“Sono 312 gli infortuni Covid sul lavoro nella provincia di Rieti. Da inizio pandemia al 30 giugno scorso, le denunce di questa specifica tipologia di infortunio professionale hanno interessato 244 lavoratrici e 88 lavoratori del nostro territorio”. I numeri emergono dall’approfondimento che la Uil di Rieti e della Sabina Romana ha realizzato elaborando i dati Inail.
“Spulciando tra i dati – spiega Alberto Paolucci, Segretario della Uil di Rieti e della Sabina romana – si scopre che la fascia di età più esposta al contagio sul lavoro è stata quella tra i 50 e i 64 anni con 156 infezioni, a seguire con 116 contagi troviamo la classe di età tra i 35 e i 49 anni. Meno colpiti invece gli over 64 e gli under 34, rispettivamente con 5 e 35 segnalazioni all’Inail”.
Dal focus della Uil emerge poi il mese più critico per infezioni di origine professionale: da questo punto di vista, novembre 2020 resta il più problematico per la sicurezza delle lavoratrici e dei lavoratori. Seguono poi ottobre e dicembre 2020. Questi tre mesi – nei quali si era sviluppata la seconda ondata pandemica – compongono la punta del picco dei contagi, che poi, anche se molto lentamente, prendono una direzione discendente. Ma in tutto il Lazio, nel penultimo mese del terribile 2020, l’Istituto nazionale per l’assicurazione contro gli infortuni sul lavoro ha registrato il 21,9% di tutte le infezioni di origine professionale avvenute dall’inizio dell’emergenza Covid, che al 30 giugno scorso hanno raggiunto la cifra di 11651. Complessivamente invece sono state 72 le segnalazioni sfociate nell’irreparabile, con 54 morti a Roma, 11 a Frosinone, 4 a Latina, 2 a Viterbo, 1 a Rieti. “In cima alle professioni più colpite dal contagio Covid c’è il personale sanitario e socio assistenziale, segue quello sociosanitario, i medici e il personale ausiliario – afferma l’esponente sindacale reatino – Anche se l’effetto delle vaccinazioni che ha interessato prioritariamente il comparto della sanità si è fatto sentire, visto che negli ultimi cinque mesi i casi codificati in questo settore sono scesi a livelli ancor più bassi dell’estate 2020”.
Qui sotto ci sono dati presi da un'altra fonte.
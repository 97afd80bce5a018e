use std::collections::HashMap;
use std::net::IpAddr;
use std::sync::{Arc, Mutex};
use std::time::{Duration, Instant};

const MAX_ATTEMPTS: usize = 5;
const WINDOW_SECS: u64 = 900; // 15 minutes

/// Per-IP failed login counter shared across workers.
#[derive(Clone)]
pub struct LoginRateLimiter {
    attempts: Arc<Mutex<HashMap<IpAddr, Vec<Instant>>>>,
    max_attempts: usize,
    window: Duration,
}

impl Default for LoginRateLimiter {
    fn default() -> Self {
        Self::new(MAX_ATTEMPTS, Duration::from_secs(WINDOW_SECS))
    }
}

impl LoginRateLimiter {
    pub fn new(max_attempts: usize, window: Duration) -> Self {
        Self {
            attempts: Arc::new(Mutex::new(HashMap::new())),
            max_attempts,
            window,
        }
    }

    /// Returns true if the IP is blocked. Stale entries for the IP are dropped.
    pub fn is_blocked(&self, ip: IpAddr) -> bool {
        let mut map = self.attempts.lock().unwrap_or_else(|e| e.into_inner());
        let now = Instant::now();
        let window = self.window;

        match map.get_mut(&ip) {
            Some(timestamps) => {
                timestamps.retain(|t| now.duration_since(*t) < window);
                timestamps.len() >= self.max_attempts
            }
            None => false,
        }
    }

    pub fn record_failure(&self, ip: IpAddr) {
        let mut map = self.attempts.lock().unwrap_or_else(|e| e.into_inner());
        map.entry(ip).or_default().push(Instant::now());
    }

    /// Clear all recorded attempts for the IP (call on successful login).
    pub fn clear(&self, ip: IpAddr) {
        let mut map = self.attempts.lock().unwrap_or_else(|e| e.into_inner());
        map.remove(&ip);
    }
}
“Stiamo parlando di dati – conclude Paolucci – che accendono i riflettori su una parte degli infortuni e che non contemplano le categorie dei lavoratori privi di assicurazione. E ancor di più, sono numeri da aggiungere alle tante, troppe morti sul lavoro, che avvengono da nord a sud del Paese: 538 da gennaio a giugno. Cinquantacinque solo nel Lazio, dieci in più rispetto allo scorso anno, quando per effetto del lockdown le persone uscite di casa per lavorare e che a casa non sono rientrate erano state 45. Per questo la Uil, dai vertici fino alle camere sindacali locali, è impegnata senza sosta nella battaglia di civiltà che chiede al governo #ZeroMortiSulLavoro“.